09/07/2025
Centrafrique : l'UPC ou la machine de la mort ?
Depuis près d’une décennie, l’Unité pour la Paix en Centrafrique (UPC), groupe armé issu de l’ex-coalition Séléka, s’est rendue coupable d’une série d’atrocités à répétition dans le centre et le sud-est de la République centrafricaine. À tel point qu’une question, douloureuse mais légitime, s’impose : l’UPC est-elle devenue une véritable machine de mort ?

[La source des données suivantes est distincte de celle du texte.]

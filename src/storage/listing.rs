//! Lazy, paginated container enumeration
//!
//! Pages are requested only when the consumer reaches the end of the
//! previous one. Each call to [`list_containers`] starts from the first page.

use crate::error::{LifecycleError, Result};
use crate::storage::models::{ContainerItem, ListContainersOptions};
use crate::storage::service::ContainerService;
use futures::stream::{self, BoxStream, StreamExt, TryStreamExt};
use std::sync::Arc;
use tracing::debug;

enum PageCursor {
    Start,
    Next(String),
    Done,
}

/// Stream every container matching `options`, one entry at a time
pub fn list_containers(
    service: Arc<dyn ContainerService>,
    options: ListContainersOptions,
) -> BoxStream<'static, Result<ContainerItem>> {
    let pages = stream::try_unfold(PageCursor::Start, move |cursor| {
        let service = Arc::clone(&service);
        let options = options.clone();
        async move {
            let marker = match cursor {
                PageCursor::Start => None,
                PageCursor::Next(marker) => Some(marker),
                PageCursor::Done => return Ok(None),
            };

            debug!(prefix = ?options.prefix, marker = ?marker, "Fetching container page");
            let page = service.list_containers(&options, marker).await?;

            let next = match page.next_marker.filter(|m| !m.is_empty()) {
                Some(marker) => PageCursor::Next(marker),
                None => PageCursor::Done,
            };

            Ok::<_, LifecycleError>(Some((page.items, next)))
        }
    });

    pages
        .map_ok(|items| stream::iter(items.into_iter().map(Ok::<_, LifecycleError>)))
        .try_flatten()
        .boxed()
}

Les faits parlent d’eux-mêmes. Entre 2016 et 2020, l’UPC a mené des attaques systématiques contre les civils, souvent à des fins de représailles, de contrôle territorial ou d’exploitation des ressources minières. Des villages entiers ont été incendiés. Des familles massacrées. Des prêtres assassinés. Des humanitaires pris pour cibles. Le groupe armé, dirigé par Ali Darassa, a bâti son influence par la terreur.
Une longue litanie de violences
En septembre 2016, l’UPC attaque les villages entre Kouango et Bianga, faisant 6 morts et 2 000 déplacés. En octobre, elle provoque le retrait des forces de sécurité de Bambari après avoir tué six gendarmes à Grimari. Puis, le 15 octobre, les déplacés de Ngakobo sont ciblés : 13 morts, 13 blessés.

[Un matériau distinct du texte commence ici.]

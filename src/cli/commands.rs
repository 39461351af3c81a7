//! CLI commands and argument parsing
//!
//! This module defines the command-line interface structure using clap,
//! including all commands, their arguments, and command execution.

use crate::config::{Config, CONNECTION_STRING_ENV};
use crate::error::Result;
use crate::lifecycle::{self, LifecycleDriver};
use crate::storage::client::ContainerClientExt;
use crate::storage::{self as store, AzureContainerService, ContainerItem, ContainerService, ListContainersOptions};
use clap::{Parser, Subcommand};
use futures::TryStreamExt;
use std::sync::Arc;
use tabled::{settings::Style, Table, Tabled};
use tracing::{debug, info};

/// Get the full version string with build information
fn get_version() -> &'static str {
    env!("VERSION_WITH_GIT")
}

/// Get build information for display
pub fn get_build_info() -> BuildInfo {
    BuildInfo {
        version: env!("CARGO_PKG_VERSION"),
        git_hash: env!("GIT_HASH"),
        git_branch: env!("GIT_BRANCH"),
    }
}

#[derive(Debug)]
pub struct BuildInfo {
    pub version: &'static str,
    pub git_hash: &'static str,
    pub git_branch: &'static str,
}

#[derive(Parser)]
#[command(name = "cdel")]
#[command(about = "Create, delete, soft-delete and undelete Azure Blob Storage containers")]
#[command(version = get_version(), author)]
pub struct Cli {
    /// Enable debug logging
    #[arg(long, global = true)]
    pub debug: bool,

    /// Storage account connection string
    #[arg(
        long,
        global = true,
        value_name = "CONNECTION_STRING",
        env = CONNECTION_STRING_ENV,
        hide_env_values = true
    )]
    pub connection_string: Option<String>,

    #[command(subcommand)]
    pub command: Option<Commands>,
}

#[derive(Subcommand, Debug, Clone, PartialEq, Eq)]
pub enum Commands {
    /// Run the full container lifecycle sequence (default)
    Run {
        /// Base name of the containers to create
        #[arg(long)]
        base: Option<String>,
        /// Number of containers to create
        #[arg(long)]
        count: Option<usize>,
        /// Prefix of the containers removed by the bulk delete
        #[arg(long)]
        prefix: Option<String>,
        /// Seconds to wait for soft delete to settle
        #[arg(long)]
        wait_secs: Option<u64>,
    },
    /// Create containers with container-level public access
    Create {
        /// Container names
        #[arg(required = true)]
        names: Vec<String>,
    },
    /// Delete a container through the account client
    Delete {
        /// Container name
        name: String,
    },
    /// Delete a container through its container client
    SoftDelete {
        /// Container name
        name: String,
    },
    /// Delete every live container whose name starts with a prefix
    DeletePrefix {
        /// Container name prefix
        prefix: String,
    },
    /// Restore the most recent soft-deleted version of a container
    Undelete {
        /// Container name
        name: String,
        /// Restore under a different name
        #[arg(long)]
        new_name: Option<String>,
    },
    /// List containers (alias: ls)
    #[command(alias = "ls")]
    List {
        /// Only containers whose name starts with this prefix
        #[arg(short, long)]
        prefix: Option<String>,
        /// Include soft-deleted containers
        #[arg(long)]
        include_deleted: bool,
        /// Include system containers
        #[arg(long)]
        include_system: bool,
        /// Print JSON instead of a table
        #[arg(long)]
        json: bool,
    },
    /// Configuration commands
    Config {
        #[command(subcommand)]
        command: ConfigCommands,
    },
    /// Show detailed version and build information
    Version,
}

#[derive(Subcommand, Debug, Clone, PartialEq, Eq)]
pub enum ConfigCommands {
    /// Show the effective configuration
    Show,
    /// Show the configuration file path
    Path,
}

impl Commands {
    /// Whether this command talks to the storage account
    pub fn needs_storage(&self) -> bool {
        !matches!(self, Commands::Config { .. } | Commands::Version)
    }

    /// Whether success is reported with a final `done` line
    pub fn reports_done(&self) -> bool {
        !matches!(
            self,
            Commands::List { .. } | Commands::Config { .. } | Commands::Version
        )
    }
}

impl Default for Commands {
    fn default() -> Self {
        Commands::Run {
            base: None,
            count: None,
            prefix: None,
            wait_secs: None,
        }
    }
}

impl Cli {
    /// The command to run; `run` when none was given
    pub fn command(&self) -> Commands {
        self.command.clone().unwrap_or_default()
    }

    /// Apply global flags on top of the loaded configuration
    pub fn apply_to(&self, config: &mut Config) {
        if self.debug {
            config.debug = true;
        }
        if let Some(connection_string) = &self.connection_string {
            config.connection_string = Some(connection_string.clone());
        }
    }

    pub async fn execute(self, mut config: Config) -> Result<()> {
        self.apply_to(&mut config);
        let command = self.command();

        if command.needs_storage() {
            let service = create_service(&config)?;
            return execute_storage_command(command, service, config).await;
        }

        match command {
            Commands::Config { command } => execute_config_command(command, &config).await,
            _ => execute_version_command(),
        }
    }
}

/// Build the storage account client from validated configuration
pub fn create_service(config: &Config) -> Result<Arc<dyn ContainerService>> {
    let connection_string = config.require_connection_string()?;
    let service = AzureContainerService::from_connection_string(connection_string)?;
    Ok(Arc::new(service))
}

/// Execute a command that talks to the storage account
pub async fn execute_storage_command(
    command: Commands,
    service: Arc<dyn ContainerService>,
    mut config: Config,
) -> Result<()> {
    debug!(?command, "Executing command");

    match command {
        Commands::Run {
            base,
            count,
            prefix,
            wait_secs,
        } => {
            if let Some(base) = base {
                config.base_name = base;
            }
            if let Some(count) = count {
                config.container_count = count;
            }
            if let Some(prefix) = prefix {
                config.delete_prefix = prefix;
            }
            if let Some(wait_secs) = wait_secs {
                config.soft_delete_wait_secs = wait_secs;
            }

            let driver = LifecycleDriver::new(service, config.driver_settings());
            let summary = driver.run().await?;
            info!(
                created = summary.created.len(),
                deleted_by_prefix = summary.deleted_by_prefix.len(),
                undeleted = %summary.undeleted,
                "Lifecycle run complete"
            );
        }
        Commands::Create { names } => {
            for name in names {
                lifecycle::create_container(&service, &name).await?;
            }
        }
        Commands::Delete { name } => {
            lifecycle::delete_container_immediately(&service, &name).await?;
        }
        Commands::SoftDelete { name } => {
            let container_client = service.container_client(&name);
            lifecycle::delete_container_soft(&container_client).await?;
        }
        Commands::DeletePrefix { prefix } => {
            let deleted = lifecycle::delete_containers_with_prefix(&service, &prefix).await?;
            info!(count = deleted.len(), prefix = %prefix, "Deleted containers by prefix");
        }
        Commands::Undelete { name, new_name } => {
            lifecycle::undelete_container(&service, &name, new_name.as_deref()).await?;
        }
        Commands::List {
            prefix,
            include_deleted,
            include_system,
            json,
        } => {
            let options = ListContainersOptions {
                prefix,
                include_deleted,
                include_system,
                ..Default::default()
            };
            let items: Vec<ContainerItem> = store::list_containers(service, options)
                .try_collect()
                .await?;
            println!("{}", format_container_list(&items, json)?);
        }
        Commands::Config { command } => execute_config_command(command, &config).await?,
        Commands::Version => execute_version_command()?,
    }

    Ok(())
}

#[derive(Tabled)]
struct ContainerRow {
    #[tabled(rename = "Name")]
    name: String,
    #[tabled(rename = "State")]
    state: String,
    #[tabled(rename = "Version")]
    version: String,
    #[tabled(rename = "Last Modified")]
    last_modified: String,
    #[tabled(rename = "Retention Days")]
    retention_days: String,
}

impl From<&ContainerItem> for ContainerRow {
    fn from(item: &ContainerItem) -> Self {
        Self {
            name: item.name.clone(),
            state: if item.deleted { "deleted" } else { "active" }.to_string(),
            version: item.version.clone().unwrap_or_default(),
            last_modified: item
                .last_modified
                .map(|t| t.to_rfc3339())
                .unwrap_or_default(),
            retention_days: item
                .remaining_retention_days
                .map(|d| d.to_string())
                .unwrap_or_default(),
        }
    }
}

/// Render a container listing as a table or JSON
pub fn format_container_list(items: &[ContainerItem], json: bool) -> Result<String> {
    if json {
        return Ok(serde_json::to_string_pretty(items)?);
    }

    if items.is_empty() {
        return Ok("No containers found".to_string());
    }

    let rows: Vec<ContainerRow> = items.iter().map(ContainerRow::from).collect();
    let mut table = Table::new(rows);
    table.with(Style::rounded());
    Ok(table.to_string())
}

async fn execute_config_command(command: ConfigCommands, config: &Config) -> Result<()> {
    match command {
        ConfigCommands::Show => execute_config_show(config),
        ConfigCommands::Path => execute_config_path(),
    }
}

fn execute_config_show(config: &Config) -> Result<()> {
    #[derive(Tabled)]
    struct ConfigItem {
        #[tabled(rename = "Setting")]
        key: &'static str,
        #[tabled(rename = "Value")]
        value: String,
    }

    let items = vec![
        ConfigItem {
            key: "debug",
            value: config.debug.to_string(),
        },
        ConfigItem {
            key: "connection_string",
            value: if config.connection_string.is_some() {
                "<set>".to_string()
            } else {
                "<not set>".to_string()
            },
        },
        ConfigItem {
            key: "base_name",
            value: config.base_name.clone(),
        },
        ConfigItem {
            key: "container_count",
            value: config.container_count.to_string(),
        },
        ConfigItem {
            key: "delete_prefix",
            value: config.delete_prefix.clone(),
        },
        ConfigItem {
            key: "soft_delete_wait_secs",
            value: config.soft_delete_wait_secs.to_string(),
        },
    ];

    let mut table = Table::new(items);
    table.with(Style::rounded());
    println!("{table}");

    Ok(())
}

fn execute_config_path() -> Result<()> {
    let config_path = Config::get_config_path()?;
    println!("{}", config_path.display());
    Ok(())
}

fn execute_version_command() -> Result<()> {
    let build_info = get_build_info();

    println!("cdel container lifecycle CLI");
    println!("============================");
    println!("Version:      {}", build_info.version);
    println!("Git Hash:     {}", build_info.git_hash);
    println!("Git Branch:   {}", build_info.git_branch);

    Ok(())
}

Mais l’un des épisodes les plus tragiques survient en décembre 2016 à Bakala. Selon Human Rights Watch, au moins 32 civils sont exécutés par les éléments de l’UPC dans un contexte d’affrontement avec d'autres groupes armés. Le bilan global s’élèverait à près de 200 morts.
Les années suivantes confirment la spirale meurtrière : Mars 2017, Yassine : 18 morts, dont 10 enfants.

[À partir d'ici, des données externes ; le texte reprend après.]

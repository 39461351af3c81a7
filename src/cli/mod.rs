//! CLI module for cdel
//!
//! This module contains all command-line interface related functionality,
//! including command definitions, argument parsing, and command execution.

pub mod commands;

pub use commands::*;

Août 2017, Gambo : attaque d’un centre médical, 45 civils tués, dont 10 membres de la Croix-Rouge.
Novembre 2018, Alindao : près de 100 morts sur un site de déplacés, deux prêtres assassinés.
Janvier 2019, Ippy : fusillade lors d’une cérémonie mortuaire, 16 morts, 21 blessés.
Les régions de Bambari, Bria, Alindao, Tagbara, Zangba, Pombolo, Mobaye, pour ne citer qu’elles, portent encore les cicatrices de ces vagues de violences. Les hôpitaux, les églises, les commissariats — lieux censés être protégés — ont été pris pour cibles. À chaque attaque, les populations fuient, abandonnant maisons, champs, et parfois des proches dont les corps restent sans sépulture.
Impunité et inertie
La signature de l’Accord de Khartoum en février 2019, censé intégrer les groupes armés dans un processus de paix, n’a pas suffi. L’UPC a poursuivi ses opérations meurtrières et a même joué un rôle actif dans la Coalition des Patriotes pour le Changement (CPC), la rébellion lancée en décembre 2020 contre le gouvernement central.
Face à cette impunité persistante, de nombreuses voix s’élèvent. Des associations locales, des ONG internationales et des communautés religieuses réclament que les responsables soient traduits devant la justice, notamment la Cour pénale spéciale (CPS) ou la Cour pénale internationale (CPI).
Aujourd’hui encore, le nombre réel de victimes reste inconnu. Dans de nombreuses zones reculées, aucun journaliste, aucun enquêteur n’a pu accéder aux villages ravagés. Des témoignages parlent de fosses communes, de disparus, d’orphelins livrés à eux-mêmes. Ce silence, plus que l’oubli, est un danger : il prépare les conditions d’un éternel recommencement.
En ce 9 juillet 2025, de nombreuses familles centrafricaines observent un jour de deuil symbolique pendant que le pouvoir en place déroule le tapis pour accueillir Ali Ndarassa, chef de l'UPC. Pour les morts sans nom. Pour les crimes sans procès. Pour les générations entières qui ont grandi dans la peur : « L’UPC nous a tout pris. Nos enfants, nos terres, notre dignité. Mais pas notre mémoire », confie un survivant déplacé de Bakala.
Le combat contre l’UPC ne peut se limiter au terrain militaire. Il doit aussi être juridique, historique, et mémoriel. Car la paix véritable ne peut naître que de la justice. Et la justice commence par la vérité.